Monday, July 17, 2023

Review: The Rolling Stones' 'Metamorphosis' Vinyl Reissue

Looking to take advantage of its vast library of vintage Stones tapes, ABKCO started planning an outtakes compilation in the mid-seventies. When Bill Wyman got wind of the project, he assembled his own list of songs he wanted released as Black Box, but Allen Klein supposedly balked at the lack of lucrative Jagger/Richards originals. He probably also wasn't crazy about Bill's reliance on live recordings and unfinished backing tracks. 

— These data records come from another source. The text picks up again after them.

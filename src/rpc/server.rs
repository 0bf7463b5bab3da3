use futures::{SinkExt, StreamExt};
use tokio::io::{AsyncRead, AsyncWrite};
use tokio_util::codec::{Framed, LinesCodec};
use tracing::{debug, info};

use super::dispatcher::Dispatcher;
use super::error::ServerError;
use super::Request;

pub const DEFAULT_MAX_LINE_LENGTH: usize = 64 * 1024;

/// Serves newline-delimited JSON-RPC on one duplex stream at a time.
///
/// Each request is read, dispatched and fully answered before the next line is
/// read, so responses leave in request order. The dispatcher (and with it the
/// gamepad state) outlives a connection; calling [`RpcServer::run`] again with a
/// new stream continues where the last one stopped.
#[derive(Debug)]
pub struct RpcServer {
    dispatcher: Dispatcher,
    max_line_length: usize,
}

impl RpcServer {
    pub fn new(dispatcher: Dispatcher) -> Self {
        Self {
            dispatcher,
            max_line_length: DEFAULT_MAX_LINE_LENGTH,
        }
    }

    /// Lines longer than this terminate the connection
    pub fn with_max_line_length(mut self, max_line_length: usize) -> Self {
        self.max_line_length = max_line_length;
        self
    }

    pub fn dispatcher(&self) -> &Dispatcher {
        &self.dispatcher
    }

    /// Serves `stream` until EOF (`Ok` with the number of answered requests) or
    /// until a transport fault. Dispatch faults are answered and do not stop the loop.
    pub async fn run<S>(&mut self, stream: S) -> Result<u64, ServerError>
    where
        S: AsyncRead + AsyncWrite + Unpin,
    {
        let mut framed = Framed::new(stream, LinesCodec::new_with_max_length(self.max_line_length));
        let mut answered = 0u64;

        while let Some(line) = framed.next().await {
            let line = line.map_err(ServerError::Read)?;
            let line = line.trim();
            if line.is_empty() {
                continue;
            }

            let request: Request =
                serde_json::from_str(line).map_err(|source| ServerError::MalformedRequest {
                    line: line.to_string(),
                    source,
                })?;
            let response = self.dispatcher.dispatch(&request);
            let encoded = serde_json::to_string(&response).map_err(ServerError::Encode)?;

            // send() flushes, the next read only starts once the peer has the answer
            framed.send(encoded).await.map_err(ServerError::Write)?;
            answered += 1;
        }

        debug!("Peer closed the stream");
        info!("Connection finished after {} requests", answered);
        Ok(answered)
    }
}

#[cfg(test)]
mod tests {
    use super::*;
    use crate::gamepad::{Gamepad, LayoutKind, RecordingSink};
    use tokio::io::{AsyncBufReadExt, AsyncReadExt, AsyncWriteExt, BufReader};

    fn server() -> (RpcServer, RecordingSink) {
        let sink = RecordingSink::new();
        let gamepad = Gamepad::with_kind(LayoutKind::Custom, Box::new(sink.clone())).unwrap();
        (RpcServer::new(Dispatcher::new(gamepad)), sink)
    }

    /// Feeds `input` as one burst, closes the write side and collects every response
    async fn exchange(server: &mut RpcServer, input: &str) -> (Result<u64, ServerError>, String) {
        let (mut client, server_end) = tokio::io::duplex(64 * 1024);
        client.write_all(input.as_bytes()).await.unwrap();
        client.shutdown().await.unwrap();
        let result = server.run(server_end).await;
        let mut output = String::new();
        client.read_to_string(&mut output).await.unwrap();
        (result, output)
    }

    #[tokio::test]
    async fn set_axis_then_read_it_back() {
        let (mut server, _) = server();
        let input = concat!(
            r#"{"id":1,"method":"SetAxis","params":{"index":2,"value":-500}}"#,
            "\n",
            r#"{"id":2,"method":"Axis","params":{"index":2}}"#,
            "\n",
        );
        let (result, output) = exchange(&mut server, input).await;
        assert_eq!(result.unwrap(), 2);
        assert_eq!(
            output,
            "{\"id\":1,\"result\":true}\n{\"id\":2,\"result\":-500}\n"
        );
    }

    #[tokio::test]
    async fn unknown_method_keeps_connection_open() {
        let (mut server, _) = server();
        let input = concat!(
            r#"{"id":1,"jsonrpc":"2.0","method":"Rumble","params":{}}"#,
            "\n",
            r#"{"id":2,"jsonrpc":"2.0","method":"Button","params":{"index":0}}"#,
            "\n",
        );
        let (result, output) = exchange(&mut server, input).await;
        assert_eq!(result.unwrap(), 2);
        let lines: Vec<&str> = output.lines().collect();
        assert_eq!(
            lines,
            vec![
                r#"{"id":1,"error":{"code":-32603,"message":"method not found: Rumble"}}"#,
                r#"{"id":2,"result":false}"#,
            ]
        );
    }

    #[tokio::test]
    async fn blank_lines_and_crlf_are_ignored() {
        let (mut server, sink) = server();
        let input = "\n   \r\n{\"id\":9,\"method\":\"SendState\"}\r\n\n";
        let (result, output) = exchange(&mut server, input).await;
        assert_eq!(result.unwrap(), 1);
        assert_eq!(output, "{\"id\":9,\"result\":true}\n");
        assert_eq!(sink.reports().len(), 1);
    }

    #[tokio::test]
    async fn final_line_without_newline_is_answered() {
        let (mut server, _) = server();
        let (result, output) =
            exchange(&mut server, r#"{"id":3,"method":"Hat","params":{"index":0}}"#).await;
        assert_eq!(result.unwrap(), 1);
        assert_eq!(output, "{\"id\":3,\"result\":8}\n");
    }

    #[tokio::test]
    async fn malformed_line_terminates_the_connection() {
        let (mut server, _) = server();
        let input = concat!(
            r#"{"id":1,"method":"SetButton","params":{"index":0,"push":true}}"#,
            "\n",
            "not json\n",
            r#"{"id":2,"method":"Button","params":{"index":0}}"#,
            "\n",
        );
        let (result, output) = exchange(&mut server, input).await;
        match result {
            Err(ServerError::MalformedRequest { line, .. }) => assert_eq!(line, "not json"),
            other => panic!("expected malformed request, got {other:?}"),
        }
        assert_eq!(output, "{\"id\":1,\"result\":true}\n");
    }

    #[tokio::test]
    async fn line_without_id_or_method_terminates_the_connection() {
        for junk in ["{}", "[]", r#"{"foo":1}"#, r#"{"method":"SendState"}"#] {
            let (mut server, sink) = server();
            let input = format!("{junk}\n{{\"id\":1,\"method\":\"SendState\"}}\n");
            let (result, output) = exchange(&mut server, &input).await;
            match result {
                Err(ServerError::MalformedRequest { line, .. }) => assert_eq!(line, junk),
                other => panic!("expected malformed request for {junk}, got {other:?}"),
            }
            assert!(output.is_empty(), "{junk} was answered: {output}");
            assert!(sink.reports().is_empty());
        }
    }

    #[tokio::test]
    async fn overlong_line_is_a_read_fault() {
        let (server, _) = server();
        let mut server = server.with_max_line_length(32);
        let input = format!("{{\"id\":1,\"method\":\"{}\"}}\n", "x".repeat(64));
        let (result, output) = exchange(&mut server, &input).await;
        assert!(matches!(result, Err(ServerError::Read(_))));
        assert!(output.is_empty());
    }

    #[tokio::test]
    async fn state_survives_reconnects() {
        let (mut server, _) = server();
        let (result, _) = exchange(
            &mut server,
            "{\"id\":1,\"method\":\"SetButton\",\"params\":{\"index\":4,\"push\":true}}\n",
        )
        .await;
        assert_eq!(result.unwrap(), 1);
        let (_, output) = exchange(
            &mut server,
            "{\"id\":1,\"method\":\"Button\",\"params\":{\"index\":4}}\n",
        )
        .await;
        assert_eq!(output, "{\"id\":1,\"result\":true}\n");
        assert_eq!(server.dispatcher().gamepad().button(4), Ok(true));
    }

    #[tokio::test]
    async fn answers_each_request_before_reading_the_next() {
        let (mut server, _) = server();
        let (client, server_end) = tokio::io::duplex(1024);
        let task = tokio::spawn(async move { server.run(server_end).await });

        let (read_half, mut write_half) = tokio::io::split(client);
        let mut responses = BufReader::new(read_half).lines();
        for id in 1..=3 {
            let request = format!(
                "{{\"id\":{id},\"method\":\"SetAxis\",\"params\":{{\"index\":0,\"value\":{}}}}}\n",
                id * 100
            );
            write_half.write_all(request.as_bytes()).await.unwrap();
            let line = responses.next_line().await.unwrap().unwrap();
            assert_eq!(line, format!("{{\"id\":{id},\"result\":true}}"));
        }
        write_half.shutdown().await.unwrap();
        assert_eq!(responses.next_line().await.unwrap(), None);
        assert_eq!(task.await.unwrap().unwrap(), 3);
    }
}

A deeper vault dig turned up the tracks that ended up on 1975's Metamorphosis. Of its sixteen tracks, only two are not Jagger/Richards songs: Chuck Berry's "Don't Lie to Me" (one of the few numbers Metamorphosis had in common with Wyman's Black Box) and Stevie Wonder's "I Don't Know Why" (credited on early issues of the record to Jagger, Richards, and oddly enough, Mick Taylor, who was serially denied credit for songs he actually co-composed). That should have upped the value of the collection for Stones collectors, but half of the comp's songs aren’t really Rolling Stones recordings at all; they’re demos of Jagger/Richards songs intended for other artists with Jagger supplying vocals and Richards apparently chipping in on guitar here and there. The other instruments on these demos were mostly provided by studio musicians under the Spectorian guidance of Andrew Loog Oldham

Several of the demos on Side A are fairly disposable. “Try a Little Harder” is much too cheery to be on a record with “Rolling Stones” printed on its cover, “Out of Time” is superfluous since it uses the exact same backing track as the one on Chris Farlowe's hit version, “Heart of Stone” is an overproduced spaying of the Stones’ lean version, and “Some Things Just Stick in Your Mind” is simply a bad song, and a badly sung one, too. But “I’d Much Rather Be with the Boys” is a neat girl-group pastiche, "Don't Lie to Me" is sloppy rock and roll fun, and “(Walkin’ Through the) Sleepy City” is a terrific piece of dreamy pop, its overproduction making it all the more magical. 

Metamorphosis earns its keep with Side B, which mostly consists of actual Stones recordings. There are some killer jams (“Jiving Sister Fanny”, “I’m Going Down”) and funky oddities (“Family”, starring Mick's blatant Dylan impersonation and disturbing lyric of severe familial dysfunction; a snarly demo of Jagger's Performance piece, “Memo from Turner”, that is the side’s one non-Stones track). Best of all is that version of Stevie Wonder’s “I Don’t Why”, one of the Stones’ very best covers, and a couple of outtakes better than some of the songs that ended up on the albums for which they were recorded: the Between the Buttons-era idyll “If You Let Me” and “Downtown Suzie”, an exhilarating Bill Wyman composition that really deserved a place on Beggars Banquet but probably didn't because Mick and Keith didn't want Bill thinking he was the next George HarrisonMetamorphosis may not be the Stones’ most timeless album, but its best songs make it an essential one.

Because of the nature of the recordings, Metamorphosis was never the best sounding Stones record. My old copy from '75 sounds a bit dull and near muffled. As the next installment of ABKCO's Stones reissue campaign, the latest vinyl version of Metamorphosis sounds a lot brighter, if a bit harsh at times on Side A. Interestingly, the best tracks sound the best with none of that harshness, and Side B sounds good all the way through. 

While some of the discs in the last round of releases I reviewed were cut too quietly, Metamorphosis sounds very comparable to the '75 original. Once again the vinyl is flat and well centered, with no crackle. There's only a slight bit of inner groove distortion on "I'm Going Down", which is another thing it has in common with my old copy. Unlike my oldie, the latest vinyl release of Metamorphosis includes the two countryish tracks trimmed from the original U.S. issue, "Some Things Just Stick in Your Mind" and the better "We're Wasting Time".